Freeform projects NetBeans JUnit test results : binding output to source code

As I had mentioned in a prior post a while back, it is pretty straightforward to bind the output of a Freeform Project JUnit task to the NetBeans JUnit test results. However, there are a couple of minor tweaks that I find myself making and forgetting, so, I thought I'd drop a blog entry, even just as a reminder for myself.

First, make sure that the JUnit task as a showoutput="true" attribute and has a formatter that explicitly states that doesn't use a file, e.g.

<formatter usefile="false" type="brief"/>

Emphasis on not using a file : e.g. you can use an xml formatter and it would work; however, if you don't specify the usefile="false" attribute, everything goes to the file and NetBeans doesn't get a chance to capture the output and display the results in a nice JUnit test results tree. As a result, the best combination ends up being a combination of a xml formatter that outputs to a file, and a brief formatter that doesn't, e.g. :


<junit fork="yes" printsummary="withOutAndErr" showoutput="true" errorProperty="test.failed" failureProperty="test.failed" filtertrace="false">
<formatter type="xml">
<formatter usefile="false" type="brief" />
<classpath refid="whatever-path-id">
</classpath>
</junit>

The second important part of working with the JUnit results in NetBeans is to make sure that when a test fails, when you click on the failure in the JUnit results, you want NetBeans to take you to the right line in the source code:

In order to accomplish that, make sure that you properly set the output directory for your test cases in your NetBeans project with the UI or project.xml:

  • In the Project Properties UI


  • In the nbproject/project.xml
...
<java-data xmlns="http://www.netbeans.org/ns/freeform-project-java/2">\n ....
<compilation-unit>
<package-root>test/integration</package-root>
<unit-tests/>
<classpath mode="compile">${test.completion.classpath}</classpath>
<built-to>dest/test/unit</built-to>
<source-level>1.5</source-level>
</compilation-unit>
....
</java-data>
....

3 comments:

  1. Hi,
    My name is James Branam and I'm the NetBeans Community Docs Manager. Your blog entry would make a fantastic tips & tricks entry for our Community Docs wiki (http://wiki.netbeans.org//CommunityDocs).
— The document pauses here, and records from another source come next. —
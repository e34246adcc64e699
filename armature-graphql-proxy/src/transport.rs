//! Outbound transport to the GraphQL server.

use async_trait::async_trait;
use bytes::Bytes;
use http::{HeaderMap, Method, StatusCode};
use serde::de::DeserializeOwned;
use serde::Serialize;
use serde_json::Value;
use std::time::Duration;
use tracing::debug;

use crate::{InvocationContext, ProxyConfig, ProxyError, Result, TransportError};

/// Outbound transport configuration for one request.
#[derive(Debug, Clone, Default, PartialEq)]
pub struct TransportOptions {
    /// Headers sent to the GraphQL server.
    pub headers: Vec<(String, String)>,
    /// Request timeout. `None` uses the transport's default.
    pub timeout: Option<Duration>,
}

impl TransportOptions {
    /// Create empty options.
    pub fn new() -> Self {
        Self::default()
    }

    /// Add a header.
    pub fn header(mut self, name: impl Into<String>, value: impl Into<String>) -> Self {
        self.headers.push((name.into(), value.into()));
        self
    }

    /// Set bearer authentication.
    pub fn bearer_auth(self, token: impl Into<String>) -> Self {
        self.header("Authorization", format!("Bearer {}", token.into()))
    }

    /// Set the request timeout.
    pub fn timeout(mut self, timeout: Duration) -> Self {
        self.timeout = Some(timeout);
        self
    }

    /// Get the first value of a header (case-insensitive).
    pub fn get_header(&self, name: &str) -> Option<&str> {
        self.headers
            .iter()
            .find(|(key, _)| key.eq_ignore_ascii_case(name))
            .map(|(_, value)| value.as_str())
    }
}

/// JSON body of a GraphQL request.
#[derive(Debug, Clone, PartialEq, Serialize)]
#[serde(rename_all = "camelCase")]
pub struct GraphQLRequestBody {
    /// Document text.
    pub query: String,
    /// Operation variables.
    pub variables: Value,
    /// Operation name.
    pub operation_name: String,
}

/// A fully resolved request to the GraphQL server.
#[derive(Debug, Clone, PartialEq)]
pub struct OutboundRequest {
    /// HTTP method.
    pub method: Method,
    /// Target URL (without GraphQL query parameters).
    pub url: String,
    /// GraphQL payload. Sent as JSON body for POST, as query parameters for GET.
    pub body: GraphQLRequestBody,
    /// Transport options.
    pub options: TransportOptions,
}

impl OutboundRequest {
    /// Build the request for an invocation.
    ///
    /// Mutations are always POST. Queries are GET only when `get_queries` is
    /// set.
    pub fn for_invocation(
        ctx: &InvocationContext,
        endpoint: String,
        options: TransportOptions,
        get_queries: bool,
    ) -> Self {
        let method = if get_queries && ctx.operation().is_cacheable() {
            Method::GET
        } else {
            Method::POST
        };

        Self {
            method,
            url: endpoint,
            body: GraphQLRequestBody {
                query: ctx.operation_document().to_string(),
                variables: ctx.variables().clone(),
                operation_name: ctx.operation_name().to_string(),
            },
            options,
        }
    }

    /// Query parameters for the GET form.
    pub fn query_pairs(&self) -> Result<Vec<(&'static str, String)>> {
        Ok(vec![
            ("query", self.body.query.clone()),
            ("variables", serde_json::to_string(&self.body.variables)?),
            ("operationName", self.body.operation_name.clone()),
        ])
    }
}

/// Raw response from the GraphQL server.
#[derive(Debug, Clone)]
pub struct RawResponse {
    status: StatusCode,
    headers: HeaderMap,
    body: Bytes,
}

impl RawResponse {
    /// Create a response from its parts.
    pub fn new(status: StatusCode, headers: HeaderMap, body: impl Into<Bytes>) -> Self {
        Self {
            status,
            headers,
            body: body.into(),
        }
    }

    /// Create a response from a reqwest response.
    pub(crate) async fn from_reqwest(response: reqwest::Response) -> std::result::Result<Self, TransportError> {
        let status = response.status();
        let headers = response.headers().clone();
        let body = response.bytes().await?;

        Ok(Self {
            status,
            headers,
            body,
        })
    }

    /// Get the status code.
    pub fn status(&self) -> StatusCode {
        self.status
    }

    /// Check if the response was successful (2xx).
    pub fn is_success(&self) -> bool {
        self.status.is_success()
    }

    /// Get the response headers.
    pub fn headers(&self) -> &HeaderMap {
        &self.headers
    }

    /// Get a specific header value.
    pub fn header(&self, name: impl AsRef<str>) -> Option<&str> {
        self.headers
            .get(name.as_ref())
            .and_then(|v| v.to_str().ok())
    }

    /// Get the response body as bytes.
    pub fn bytes(&self) -> &Bytes {
        &self.body
    }

    /// Get the response body as text (lossy).
    pub fn text(&self) -> String {
        String::from_utf8_lossy(&self.body).into_owned()
    }

    /// Parse the response body as JSON.
    pub fn json<T: DeserializeOwned>(&self) -> std::result::Result<T, serde_json::Error> {
        serde_json::from_slice(&self.body)
    }

    /// Convert into a transport error carrying status and body.
    pub fn into_error(self) -> TransportError {
        TransportError::status(self.status.as_u16(), self.text())
    }
}

/// Performs outbound requests.
///
/// Implementations issue exactly one request per call and never retry;
/// non-2xx responses are returned as `Ok` and classified by the dispatcher.
#[async_trait]
pub trait Transport: Send + Sync {
    /// Execute a request.
    async fn execute(&self, request: OutboundRequest) -> std::result::Result<RawResponse, TransportError>;
}

/// reqwest-backed transport.
#[derive(Debug, Clone)]
pub struct ReqwestTransport {
    client: reqwest::Client,
}

impl ReqwestTransport {
    /// Create a transport using the proxy configuration.
    pub fn new(config: &ProxyConfig) -> Result<Self> {
        let mut builder = reqwest::Client::builder()
            .user_agent(&config.user_agent)
            .gzip(true);
        if let Some(timeout) = config.timeout {
            builder = builder.timeout(timeout);
        }

        let client = builder
            .build()
            .map_err(|e| ProxyError::Config(format!("failed to build HTTP client: {}", e)))?;

        Ok(Self { client })
    }

    /// Wrap an existing reqwest client.
    pub fn from_client(client: reqwest::Client) -> Self {
        Self { client }
    }
}

#[async_trait]
impl Transport for ReqwestTransport {
    async fn execute(&self, request: OutboundRequest) -> std::result::Result<RawResponse, TransportError> {
        let mut url = url::Url::parse(&request.url)
            .map_err(|e| TransportError::network(format!("invalid endpoint {}: {}", request.url, e)))?;

        if request.method == Method::GET {
            let pairs = request
                .query_pairs()
                .map_err(|e| TransportError::network(format!("failed to encode variables: {}", e)))?;
            url.query_pairs_mut().extend_pairs(pairs);
        }

        debug!(method = %request.method, url = %url, "Sending GraphQL request");

        let mut http_request = self.client.request(request.method.clone(), url);

        for (name, value) in &request.options.headers {
            http_request = http_request.header(name.as_str(), value.as_str());
        }

        if request.method != Method::GET {
            http_request = http_request.json(&request.body);
        }

        if let Some(timeout) = request.options.timeout {
            http_request = http_request.timeout(timeout);
        }

        let response = http_request.send().await?;
        RawResponse::from_reqwest(response).await
    }
}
Would you be willing to contribute it? If you need any help or have any questions, please contact me at james.branam@sun.com. I look forward to hearing from you.

    ReplyDelete
  2. What is the best way to attach Netbeans to the JUnit test run so that you can debug the code that is causing a test to fail? I haven't yet found a way to do this in a free-form project--I'd like to associate this with the debug command. Currently I run the JUnit tests from a command line and the attach Netbeans to that JVM.

    ReplyDelete
  3. I've got the debug session working with the JUnit tests now. The thing I was missing was to import my main build.xml script so that I have access to its class path references in the ide-file-targets.xml script.